PROBLEM DESCRIPTION: Which lines below mention "order"? Pick each one out.
=-=-=-=-=
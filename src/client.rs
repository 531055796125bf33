use std::path::Path;
use std::time::Duration;

use tracing::{error, info};

use crate::bulk::BulkOperation;
use crate::config::ClientConfig;
use crate::error::Result;
use crate::request::RequestEngine;
use crate::session::WreqTransport;
use crate::transport::{ApiRequest, Transport};
use crate::types::{Envelope, FollowingPage, RelationAction, RelationRecord, UserInfo};

const FOLLOWINGS_PATH: &str = "/x/relation/followings";
const MODIFY_PATH: &str = "/x/relation/modify";
const NAV_PATH: &str = "/x/web-interface/nav";
/// Simulated latency of a dry-run mutation
const DRY_RUN_LATENCY: Duration = Duration::from_millis(100);

/// Client for the relation API of one account.
///
/// Holds its configuration for its whole lifetime; build a new client to
/// change any setting. All calls are issued sequentially.
pub struct RelationClient<T = WreqTransport> {
    config: ClientConfig,
    engine: RequestEngine<T>,
}

impl RelationClient<WreqTransport> {
    pub fn new(config: ClientConfig) -> Result<Self> {
        config.validate()?;
        let transport = WreqTransport::new(&config)?;
        Self::with_transport(config, transport)
    }

    /// Load the config file and build a client from it.
    pub fn from_path(path: impl AsRef<Path>) -> Result<Self> {
        Self::new(ClientConfig::load(path)?)
    }
}

impl<T: Transport> RelationClient<T> {
    pub fn with_transport(config: ClientConfig, transport: T) -> Result<Self> {
        config.validate()?;
        let engine = RequestEngine::new(
            transport,
            config.settings.delay(),
            config.settings.max_retries,
        );
        Ok(Self { config, engine })
    }

    pub fn config(&self) -> &ClientConfig {
        &self.config
    }

    pub fn is_dry_run(&self) -> bool {
        self.config.settings.dry_run
    }

    pub(crate) fn delay(&self) -> Duration {
        self.engine.delay()
    }

    pub fn transport(&self) -> &T {
        self.engine.transport()
    }

    fn url(&self, path: &str) -> String {
        format!("{}{}", self.config.settings.api_base.trim_end_matches('/'), path)
    }

    /// Information about the logged-in account.
    pub async fn user_info(&self) -> Result<UserInfo> {
        let response = self.engine.execute(&ApiRequest::get(self.url(NAV_PATH))).await?;
        Envelope::parse(&response.body)?.into_data()
    }

    /// Fetch one page of the account's followings, newest first.
    pub async fn list_page(&self, page_number: u32, page_size: u32) -> Result<FollowingPage> {
        let request = ApiRequest::get(self.url(FOLLOWINGS_PATH))
            .query("vmid", &self.config.credentials.dede_user_id)
            .query("pn", page_number)
            .query("ps", page_size)
            .query("order", "desc");
        let response = self.engine.execute(&request).await?;
        Envelope::parse(&response.body)?.into_data()
    }

    /// Collect every followed account.
    ///
    /// Stops at the first empty or short page. A failing page ends the walk
    /// and whatever was collected so far is returned.
    pub async fn list_all(&self) -> Vec<RelationRecord> {
        let page_size = self.config.settings.batch_size;
        let mut all = Vec::new();
        let mut page_number = 1;

        info!("Fetching following list...");
        loop {
            let list = match self.list_page(page_number, page_size).await {
                Ok(page) => page.into_list(),
                Err(e) => {
                    error!(page = page_number, error = %e, "Failed to fetch following list");
                    break;
                }
            };
            if list.is_empty() {
                break;
            }

            let returned = list.len();
            all.extend(list);
            info!("Fetched {} followings", all.len());

            if returned < page_size as usize {
                break;
            }
            page_number += 1;
            tokio::time::sleep(self.delay()).await;
        }

        info!("Total followings: {}", all.len());
        all
    }

    /// Apply `action` to one account. Never fails: every problem is logged
    /// and reported as `false`.
    pub async fn mutate(&self, id: u64, action: RelationAction) -> bool {
        if self.is_dry_run() {
            tokio::time::sleep(DRY_RUN_LATENCY).await;
            return true;
        }

        let request = ApiRequest::post(self.url(MODIFY_PATH))
            .form("fid", id)
            .form("act", action.code())
            .form("csrf", &self.config.credentials.bili_jct);

        let result = match self.engine.execute(&request).await {
            Ok(response) => Envelope::parse(&response.body).and_then(Envelope::check),
            Err(e) => Err(e),
        };
        match result {
            Ok(_) => true,
            Err(e) => {
                error!(id, %action, error = %e, "Relation change failed");
                false
            }
        }
    }

    pub async fn follow(&self, id: u64) -> bool {
        self.mutate(id, RelationAction::Follow).await
    }

    pub async fn unfollow(&self, id: u64) -> bool {
        self.mutate(id, RelationAction::Unfollow).await
    }

    /// Start configuring a bulk unfollow of every followed account.
    pub fn unfollow_all(&self) -> BulkOperation<'_, T> {
        BulkOperation::new(self, RelationAction::Unfollow, None)
    }

    /// Start configuring `action` over a given candidate list, in order.
    pub fn bulk(
        &self,
        action: RelationAction,
        candidates: Vec<RelationRecord>,
    ) -> BulkOperation<'_, T> {
        BulkOperation::new(self, action, Some(candidates))
    }
}

#[cfg(test)]
mod tests {
    use tokio::time::Instant;

    use super::*;
    use crate::error::Error;
    use crate::test_support::{FakeRemote, ScriptedTransport, ok_json, records, test_config};
    use crate::transport::{Method, RawResponse};

    fn client_with<T: Transport>(transport: T, page_size: u32) -> RelationClient<T> {
        let mut config = test_config();
        config.settings.batch_size = page_size;
        RelationClient::with_transport(config, transport).unwrap()
    }

    #[tokio::test(start_paused = true)]
    async fn test_list_all_stops_on_short_page() {
        for page_size in [1u32, 3, 7, 10, 50] {
            let client = client_with(FakeRemote::new(records(10)), page_size);
            let all = client.list_all().await;

            let ids: Vec<u64> = all.iter().map(|r| r.mid).collect();
            assert_eq!(ids, (1..=10).collect::<Vec<_>>(), "page size {page_size}");

            // A full last page needs one more (empty) request to confirm the end
            let expected_pages = 10 / page_size as usize + 1;
            let pages = client.transport().requests_to(FOLLOWINGS_PATH);
            assert_eq!(pages.len(), expected_pages, "page size {page_size}");
            for (i, request) in pages.iter().enumerate() {
                assert_eq!(request.param("pn"), Some((i + 1).to_string().as_str()));
                assert_eq!(request.param("vmid"), Some("1000"));
                assert_eq!(request.param("order"), Some("desc"));
            }
        }
    }

    #[tokio::test(start_paused = true)]
    async fn test_list_all_sleeps_between_full_pages() {
        let client = client_with(FakeRemote::new(records(5)), 2);
        let start = Instant::now();
        assert_eq!(client.list_all().await.len(), 5);
        // pages 1 and 2 are full, page 3 is short
        assert_eq!(start.elapsed(), Duration::from_secs(2));
    }

    #[tokio::test(start_paused = true)]
    async fn test_list_all_keeps_partial_results_on_failure() {
        let mut config = test_config();
        config.settings.batch_size = 2;
        config.settings.max_retries = 0;
        let remote = FakeRemote::new(records(6)).break_page(2);
        let client = RelationClient::with_transport(config, remote).unwrap();

        let all = client.list_all().await;
        assert_eq!(all.iter().map(|r| r.mid).collect::<Vec<_>>(), vec![1, 2]);
    }

    #[tokio::test(start_paused = true)]
    async fn test_list_all_stops_on_rejected_page() {
        let client = client_with(
            ScriptedTransport::new(vec![ok_json(serde_json::json!({
                "code": -101, "message": "account not logged in"
            }))]),
            50,
        );
        assert!(client.list_all().await.is_empty());
        assert_eq!(client.transport().calls(), 1);
    }

    #[tokio::test(start_paused = true)]
    async fn test_mutate_sends_form_and_interprets_code() {
        let client = client_with(FakeRemote::new(records(3)).reject(&[2]), 50);
        assert!(client.unfollow(1).await);
        assert!(!client.unfollow(2).await);
        assert!(client.follow(3).await);

        let calls = client.transport().requests_to(MODIFY_PATH);
        assert_eq!(calls.len(), 3);
        assert_eq!(calls[0].method, Method::Post);
        assert_eq!(calls[0].param("fid"), Some("1"));
        assert_eq!(calls[0].param("act"), Some("2"));
        assert_eq!(calls[0].param("csrf"), Some("csrf-token"));
        assert_eq!(calls[2].param("act"), Some("1"));
    }

    #[tokio::test(start_paused = true)]
    async fn test_mutate_converts_exhaustion_to_false() {
        let client = client_with(
            ScriptedTransport::new(vec![
                Ok(RawResponse::new(502, "")),
                Ok(RawResponse::new(502, "")),
                Ok(RawResponse::new(502, "")),
            ]),
            50,
        );
        assert!(!client.unfollow(9).await);
        assert_eq!(client.transport().calls(), 3);
    }

    #[tokio::test(start_paused = true)]
    async fn test_dry_run_mutate_skips_network() {
        let mut config = test_config();
        config.settings.dry_run = true;
        let client = RelationClient::with_transport(config, ScriptedTransport::new(vec![])).unwrap();

        let start = Instant::now();
        assert!(client.unfollow(1).await);
        assert_eq!(start.elapsed(), DRY_RUN_LATENCY);
        assert_eq!(client.transport().calls(), 0);
    }

    #[tokio::test]
    async fn test_user_info() {
        let client = client_with(FakeRemote::new(vec![]), 50);
        let user = client.user_info().await.unwrap();
        assert_eq!(user.mid, 1000);
        assert_eq!(user.uname, "tester");
        assert_eq!(user.level(), 5);
        assert_eq!(user.extra.get("isLogin"), Some(&serde_json::Value::Bool(true)));
    }

    #[test]
    fn test_construction_rejects_incomplete_credentials() {
        let mut config = test_config();
        config.credentials.bili_jct.clear();
        let err = RelationClient::with_transport(config, ScriptedTransport::new(vec![]))
            .err()
            .unwrap();
        assert!(matches!(err, Error::ConfigMalformed(_)));
    }
}
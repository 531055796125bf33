//! Error types shared by every layer of the client.

use std::path::PathBuf;

use thiserror::Error;

/// Errors produced by the relation client.
///
/// Only the configuration variants are expected to reach a caller of the
/// high-level operations. Pagination and mutation fold the others into
/// partial results or boolean outcomes.
#[derive(Debug, Error)]
pub enum Error {
    /// No configuration file at the expected location
    #[error("config file {} not found", path.display())]
    ConfigMissing { path: PathBuf },

    /// Configuration present but unparseable or structurally invalid
    #[error("malformed config: {0}")]
    ConfigMalformed(String),

    /// Every attempt of a single request failed
    #[error("request failed after {retries} retries")]
    RequestExhausted { retries: u32 },

    /// Well-formed response carrying a non-zero result code
    #[error("remote rejected request (code {code}): {message}")]
    RemoteRejected { code: i64, message: String },

    /// Response body did not match the expected envelope
    #[error("malformed response: {0}")]
    MalformedResponse(String),

    /// Connection, TLS or timeout failure below the HTTP status level
    #[error("transport error: {0}")]
    Transport(String),

    /// Imported account list is not a usable JSON array
    #[error("invalid import file: {0}")]
    InvalidImport(String),

    #[error("I/O error: {0}")]
    Io(#[from] std::io::Error),
}

impl Error {
    /// Configuration errors halt the client before any network activity.
    pub fn is_config(&self) -> bool {
        matches!(self, Self::ConfigMissing { .. } | Self::ConfigMalformed(_))
    }
}

pub type Result<T> = std::result::Result<T, Error>;
/// Example HTTP client for the relations server API
///
/// Run the server first (set `"test_mode": true` in config.json to keep it harmless):
/// ```bash
/// cargo run --bin server
/// ```
///
/// Then run this example:
/// ```bash
/// cargo run --example api_client
/// ```

use serde::{Deserialize, Serialize};

#[derive(Serialize)]
struct BulkRequest {
    confirm_count: usize,
}

#[derive(Deserialize, Debug)]
struct HealthResponse {
    status: String,
    version: String,
    dry_run: bool,
}

#[derive(Deserialize, Debug)]
struct UserResponse {
    data: UserData,
}

#[derive(Deserialize, Debug)]
struct UserData {
    mid: u64,
    uname: String,
}

#[derive(Deserialize, Debug)]
struct FollowingResponse {
    count: usize,
    data: Vec<UserData>,
}

#[derive(Deserialize, Debug)]
struct BulkResponse {
    success: bool,
    data: BulkOutcome,
}

#[derive(Deserialize, Debug)]
struct BulkOutcome {
    total: usize,
    success: usize,
    failed: usize,
    dry_run: bool,
}

#[derive(Deserialize, Debug)]
struct MetricsResponse {
    total_requests: u64,
    requests_in_flight: u64,
    uptime_seconds: u64,
}

#[tokio::main]
async fn main() -> Result<(), Box<dyn std::error::Error>> {
    let base_url = std::env::var("API_URL").unwrap_or_else(|_| "http://localhost:3000".to_string());
    let client = reqwest::Client::new();

    println!("=== Relations HTTP API Client Demo ===\n");

    // 1. Health Check
    println!("1. Checking server health...");
    let health: HealthResponse = client
        .get(format!("{}/health", base_url))
        .send()
        .await?
        .json()
        .await?;
    println!("   Server status: {}", health.status);
    println!("   Version: {}", health.version);
    println!("   Dry run: {}\n", health.dry_run);

    // 2. Account
    println!("2. Checking the logged-in account...");
    let response = client.get(format!("{}/api/user", base_url)).send().await?;
    if response.status().is_success() {
        let user: UserResponse = response.json().await?;
        println!("   {} (ID: {})\n", user.data.uname, user.data.mid);
    } else {
        println!("   Error: {}\n", response.text().await?);
        return Ok(());
    }

    // 3. Following list
    println!("3. Fetching the following list...");
    let following: FollowingResponse = client
        .get(format!("{}/api/following", base_url))
        .send()
        .await?
        .json()
        .await?;
    println!("   Following {} accounts", following.count);
    for user in following.data.iter().take(5) {
        println!("   - {} ({})", user.uname, user.mid);
    }
    println!();

    // 4. Bulk unfollow, only against a dry-run server
    if health.dry_run {
        println!("4. Running bulk unfollow (dry run)...");
        let request = BulkRequest {
            confirm_count: following.count,
        };
        let result: BulkResponse = client
            .post(format!("{}/api/unfollow-all", base_url))
            .json(&request)
            .send()
            .await?
            .json()
            .await?;
        if result.success {
            println!(
                "   total {}, succeeded {}, failed {} (dry run: {})\n",
                result.data.total, result.data.success, result.data.failed, result.data.dry_run
            );
        } else {
            // dry runs are capped, so the server asks for the capped count
            println!("   Declined: server expected {} accounts\n", result.data.total);
        }
    } else {
        println!("4. Skipping bulk unfollow: server is not in dry-run mode\n");
    }

    // 5. Get Metrics
    println!("5. Getting server metrics...");
    let metrics: MetricsResponse = client
        .get(format!("{}/api/metrics", base_url))
        .send()
        .await?
        .json()
        .await?;
    println!("   Total requests: {}", metrics.total_requests);
    println!("   Requests in flight: {}", metrics.requests_in_flight);
    println!("   Uptime: {} seconds\n", metrics.uptime_seconds);

    println!("=== Demo Complete ===");

    Ok(())
}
=-=-=-=-=
WRITTEN REPLY:
            .query("order", "desc");
    /// Start configuring `action` over a given candidate list, in order.
                assert_eq!(request.param("order"), Some("desc"));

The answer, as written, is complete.